Important Ryuichi Hiroki - Japan's Hidden Gem

plsletitrain

Member: Rank 5
I just re-watched Kabukichô Love Hotel. It is such a brilliant fists-pumping-in-the-air "Oh no don't shoot hey great shot" 10/10 of a film I'm speechless.
Am I watching a different film?????????? I'm halfway past the 1 hour mark and I erm......this takes forever. Should I still go on??????????
 

plsletitrain

Member: Rank 5
Should I try M as I believe your not-so-good on him is my good on him......... or Vibrator?

We're usually on opposite ends.
 

sitenoise

Member: Rank 5
Am I watching a different film?????????? I'm halfway past the 1 hour mark and I erm......this takes forever. Should I still go on??????????
No you shouldn't go on. I don't think you'll like this guy if you don't like this one. He makes films about people, not twisty plots or action.
 

plsletitrain

Member: Rank 5
Thanks. Yeah, I came into the realization where if this movie is representative of most of his works, I think he's not for me.

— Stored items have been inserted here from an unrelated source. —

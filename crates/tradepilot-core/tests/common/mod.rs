//! Shared utilities for integration testing against a mock backend.

use std::net::SocketAddr;

use axum::http::{header, HeaderMap};
use axum::Router;
use tokio::net::TcpListener;

/// Serve `router` on an ephemeral localhost port.
pub async fn spawn_upstream(router: Router) -> SocketAddr {
    let listener = TcpListener::bind("127.0.0.1:0").await.unwrap();
    let addr = listener.local_addr().unwrap();

    tokio::spawn(async move {
        let _ = axum::serve(listener, router).await;
    });

    addr
}

/// Value of the named cookie in the request's `Cookie` header.
#[allow(dead_code)]
pub fn cookie_value(headers: &HeaderMap, name: &str) -> Option<String> {
    headers
        .get_all(header::COOKIE)
        .iter()
        .filter_map(|v| v.to_str().ok())
        .flat_map(|v| v.split(';'))
        .filter_map(|pair| pair.trim().split_once('='))
        .find(|(key, _)| *key == name)
        .map(|(_, value)| value.to_string())
}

I do appreciate films about people. I liked the pancreas movie and I sensed that vibe in this. But he just takes too long shots, too little dialogue, trivial things such as eating or fixing the bed (it really reminds me of your type of films), I'm not made for that.

I'll try to see if M appeals to me. That would be the do-or-die film. If I don't like it, I'm done here.
 

sitenoise

Member: Rank 5
Kabukichô Love Hotel (Sayonara kabukichô) [2014] • Japan
Directed by: Ryuichi Hiroki
If this film was four hours long, which it could easily have been, it would be Hiroki's Love Exposure. In many ways Hiroki is a perfect flip-side analog to Sion Sono. Hiroki is a craftsman and a gentle soul; Sono is a batshit crazy guerrilla poet. They are both kind of pervy; they can both whip out a film in the time it takes most film makers to come up with the idea for one. Most of all they both have some special sauce that allows them to communicate with actors and get them into a space where they will deliver depth--so we can witness what's inside them.

The genius that is Ryuichi Hiroki

Kabukichô Love Hotel breaks two fundamental rules of scripting a film:
  1. Don't over-plot your story to the point you have to introduce eye-rolling coincidences in order to get through it in some "normal" amount of run time.
  2. Don't make your actors spew expository dialog to provide background to a character if it's way out of bounds from the way someone would normally talk.
This is what "Oh no, don't shoot, Hey! Great shot" is all about. In other words: Don't do this, but if you do, it better be fucking good, and if it's good it'll be way better than if you took some chicken shit approach that might fail anyway.

An Example of #1:

The film takes place over the course of 24 hours, give or take, which includes one night at this Love Motel. One of the main characters is the manager at said motel. During this one night his character lives through his little sister showing up there to shoot a porn movie AND his girlfriend who shows up to sleep with a record label executive in order to get a contract. Neither of the girls know he works there (he's not proud of it and has kept it secret), and he is not aware that either of the girls would indulge in such activities. I mean, GIMME a BREAK. Just those two plot points alone, even if it didn't strain credulity that they would happen the same night, would be enough for an entire film to sort out. Here they are just a couple things that happen on the way to the incredulous other plot points the fully fleshed out other dozen or so characters go through during the course of this one night.

An Example of #2:

Well ... the whole film is #2. Each of the dozen or more characters introduce themselves with something along the lines of: "Hi, I'm John who was born in a ghetto and walked nineteen miles to school without shoes because my abusive alcoholic father ran away with all the money my mother had saved up for an operation to save her life before my house burned down and I was abducted by aliens". I mean, GIMME a BREAK. Almost every character in the film delivers a background monologue which is supposed to explain how they ended up in this sleazy love motel. It's like a competition for who's experienced the most sorrow. I rolled my eyes at the beginning of every one of them and found myself experiencing real empathy toward the character by the time they finished.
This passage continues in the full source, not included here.